Content starts

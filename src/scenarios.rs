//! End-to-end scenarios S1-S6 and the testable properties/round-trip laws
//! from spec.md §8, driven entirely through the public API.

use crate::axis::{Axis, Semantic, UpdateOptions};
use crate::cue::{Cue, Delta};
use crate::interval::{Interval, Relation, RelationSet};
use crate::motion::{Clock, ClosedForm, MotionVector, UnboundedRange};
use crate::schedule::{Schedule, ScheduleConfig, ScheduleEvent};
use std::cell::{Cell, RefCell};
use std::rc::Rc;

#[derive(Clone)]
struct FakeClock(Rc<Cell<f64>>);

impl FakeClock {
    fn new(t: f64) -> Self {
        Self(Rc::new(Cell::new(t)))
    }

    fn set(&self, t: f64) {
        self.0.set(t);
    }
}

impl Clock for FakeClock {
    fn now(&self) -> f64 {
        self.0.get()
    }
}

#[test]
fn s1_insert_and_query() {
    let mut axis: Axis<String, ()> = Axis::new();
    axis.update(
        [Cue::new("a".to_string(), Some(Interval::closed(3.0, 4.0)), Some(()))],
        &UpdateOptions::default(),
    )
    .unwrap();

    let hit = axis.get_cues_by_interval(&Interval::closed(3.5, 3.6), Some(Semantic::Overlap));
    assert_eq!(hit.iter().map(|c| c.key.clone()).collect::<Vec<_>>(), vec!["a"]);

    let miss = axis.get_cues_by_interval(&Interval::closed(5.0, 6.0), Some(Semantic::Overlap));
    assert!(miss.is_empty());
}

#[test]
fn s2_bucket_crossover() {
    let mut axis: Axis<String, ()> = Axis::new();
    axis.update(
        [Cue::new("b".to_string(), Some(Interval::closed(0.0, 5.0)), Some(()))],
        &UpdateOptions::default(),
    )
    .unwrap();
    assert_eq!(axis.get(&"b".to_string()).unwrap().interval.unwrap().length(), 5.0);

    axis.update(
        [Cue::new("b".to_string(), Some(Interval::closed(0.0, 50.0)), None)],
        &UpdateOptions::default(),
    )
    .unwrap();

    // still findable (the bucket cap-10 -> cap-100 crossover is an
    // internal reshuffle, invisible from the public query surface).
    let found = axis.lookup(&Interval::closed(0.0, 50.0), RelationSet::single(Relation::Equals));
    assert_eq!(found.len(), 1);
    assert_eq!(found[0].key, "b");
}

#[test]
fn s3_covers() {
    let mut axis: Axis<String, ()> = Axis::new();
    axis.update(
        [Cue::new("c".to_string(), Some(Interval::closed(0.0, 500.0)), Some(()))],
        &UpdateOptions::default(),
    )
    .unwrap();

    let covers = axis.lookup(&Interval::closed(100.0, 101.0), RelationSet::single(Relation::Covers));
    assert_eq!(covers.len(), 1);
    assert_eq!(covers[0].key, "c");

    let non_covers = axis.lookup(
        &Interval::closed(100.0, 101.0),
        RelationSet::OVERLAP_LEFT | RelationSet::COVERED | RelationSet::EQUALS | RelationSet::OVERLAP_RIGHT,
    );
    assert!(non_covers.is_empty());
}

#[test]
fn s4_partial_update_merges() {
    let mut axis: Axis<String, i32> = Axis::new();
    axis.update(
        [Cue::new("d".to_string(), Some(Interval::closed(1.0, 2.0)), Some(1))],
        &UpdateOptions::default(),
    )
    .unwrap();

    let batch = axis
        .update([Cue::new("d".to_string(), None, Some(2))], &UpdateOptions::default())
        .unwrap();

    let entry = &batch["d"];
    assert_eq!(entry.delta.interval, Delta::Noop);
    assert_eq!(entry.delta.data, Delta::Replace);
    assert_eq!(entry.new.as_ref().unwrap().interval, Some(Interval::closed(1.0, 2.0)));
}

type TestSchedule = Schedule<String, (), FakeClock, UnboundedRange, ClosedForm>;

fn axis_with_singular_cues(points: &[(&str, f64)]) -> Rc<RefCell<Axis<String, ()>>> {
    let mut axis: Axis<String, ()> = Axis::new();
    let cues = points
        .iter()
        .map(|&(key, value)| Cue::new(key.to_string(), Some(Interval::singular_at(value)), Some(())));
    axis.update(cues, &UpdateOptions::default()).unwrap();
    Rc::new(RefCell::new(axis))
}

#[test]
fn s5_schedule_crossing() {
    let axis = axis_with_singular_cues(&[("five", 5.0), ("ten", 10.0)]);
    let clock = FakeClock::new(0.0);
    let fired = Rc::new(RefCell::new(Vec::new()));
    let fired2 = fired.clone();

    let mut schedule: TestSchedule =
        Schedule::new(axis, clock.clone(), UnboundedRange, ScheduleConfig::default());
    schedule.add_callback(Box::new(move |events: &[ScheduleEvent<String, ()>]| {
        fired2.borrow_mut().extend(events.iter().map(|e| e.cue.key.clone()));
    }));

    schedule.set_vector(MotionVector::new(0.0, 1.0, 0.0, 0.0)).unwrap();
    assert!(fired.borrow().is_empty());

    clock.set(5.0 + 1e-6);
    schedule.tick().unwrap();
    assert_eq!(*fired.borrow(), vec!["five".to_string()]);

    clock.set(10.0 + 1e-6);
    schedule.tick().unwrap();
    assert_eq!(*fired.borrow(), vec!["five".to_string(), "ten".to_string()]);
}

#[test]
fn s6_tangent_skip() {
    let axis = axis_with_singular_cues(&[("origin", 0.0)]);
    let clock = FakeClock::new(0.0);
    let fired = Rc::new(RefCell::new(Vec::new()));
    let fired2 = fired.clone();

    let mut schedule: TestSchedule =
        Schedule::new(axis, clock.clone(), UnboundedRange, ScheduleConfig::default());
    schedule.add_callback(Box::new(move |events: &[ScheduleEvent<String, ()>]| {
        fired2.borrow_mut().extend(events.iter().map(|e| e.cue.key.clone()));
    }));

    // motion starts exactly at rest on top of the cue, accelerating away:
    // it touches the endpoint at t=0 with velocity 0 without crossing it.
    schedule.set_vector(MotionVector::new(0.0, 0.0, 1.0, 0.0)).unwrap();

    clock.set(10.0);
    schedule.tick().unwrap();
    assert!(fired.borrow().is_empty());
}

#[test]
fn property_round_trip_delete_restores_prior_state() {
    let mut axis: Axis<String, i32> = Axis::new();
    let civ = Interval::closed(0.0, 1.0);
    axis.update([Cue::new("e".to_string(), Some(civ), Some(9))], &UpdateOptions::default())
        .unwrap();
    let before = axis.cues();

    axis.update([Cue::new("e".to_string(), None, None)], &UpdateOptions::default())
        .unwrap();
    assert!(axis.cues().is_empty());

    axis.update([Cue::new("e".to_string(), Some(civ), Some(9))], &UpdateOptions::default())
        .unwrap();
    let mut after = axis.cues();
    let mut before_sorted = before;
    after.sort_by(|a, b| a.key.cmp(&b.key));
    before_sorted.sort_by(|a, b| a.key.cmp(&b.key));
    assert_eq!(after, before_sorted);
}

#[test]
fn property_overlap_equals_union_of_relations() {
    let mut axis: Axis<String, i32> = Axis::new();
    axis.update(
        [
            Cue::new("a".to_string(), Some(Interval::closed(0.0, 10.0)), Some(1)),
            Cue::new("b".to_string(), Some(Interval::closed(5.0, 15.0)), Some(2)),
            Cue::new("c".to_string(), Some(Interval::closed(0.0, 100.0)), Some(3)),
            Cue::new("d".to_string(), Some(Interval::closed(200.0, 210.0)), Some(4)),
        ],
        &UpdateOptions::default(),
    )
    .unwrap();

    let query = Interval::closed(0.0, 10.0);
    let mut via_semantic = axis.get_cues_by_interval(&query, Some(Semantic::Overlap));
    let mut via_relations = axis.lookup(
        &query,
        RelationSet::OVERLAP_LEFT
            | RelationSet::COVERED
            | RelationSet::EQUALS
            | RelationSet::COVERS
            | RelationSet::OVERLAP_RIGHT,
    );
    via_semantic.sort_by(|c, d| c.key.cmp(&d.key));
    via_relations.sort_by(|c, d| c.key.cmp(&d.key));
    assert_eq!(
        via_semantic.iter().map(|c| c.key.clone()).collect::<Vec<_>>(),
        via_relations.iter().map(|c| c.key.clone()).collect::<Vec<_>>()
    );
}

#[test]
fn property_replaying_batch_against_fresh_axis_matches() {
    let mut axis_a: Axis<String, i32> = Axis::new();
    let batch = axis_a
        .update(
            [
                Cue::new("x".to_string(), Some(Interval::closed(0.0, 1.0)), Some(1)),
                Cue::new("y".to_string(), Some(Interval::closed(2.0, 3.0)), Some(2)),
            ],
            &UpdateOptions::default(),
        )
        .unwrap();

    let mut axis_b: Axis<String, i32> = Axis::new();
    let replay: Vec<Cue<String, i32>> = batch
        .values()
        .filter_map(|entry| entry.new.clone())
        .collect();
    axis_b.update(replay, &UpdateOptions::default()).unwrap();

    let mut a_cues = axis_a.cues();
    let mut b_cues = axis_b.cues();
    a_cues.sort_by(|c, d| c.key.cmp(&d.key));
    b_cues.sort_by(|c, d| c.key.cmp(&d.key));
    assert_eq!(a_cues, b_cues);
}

Content ends

» ACTION ITEM:
Which lines of the records above hold the word "five"? Copy each of them.

» ANSWER SPACE:
    let axis = axis_with_singular_cues(&[("five", 5.0), ("ten", 10.0)]);
    assert_eq!(*fired.borrow(), vec!["five".to_string()]);
    assert_eq!(*fired.borrow(), vec!["five".to_string(), "ten".to_string()]);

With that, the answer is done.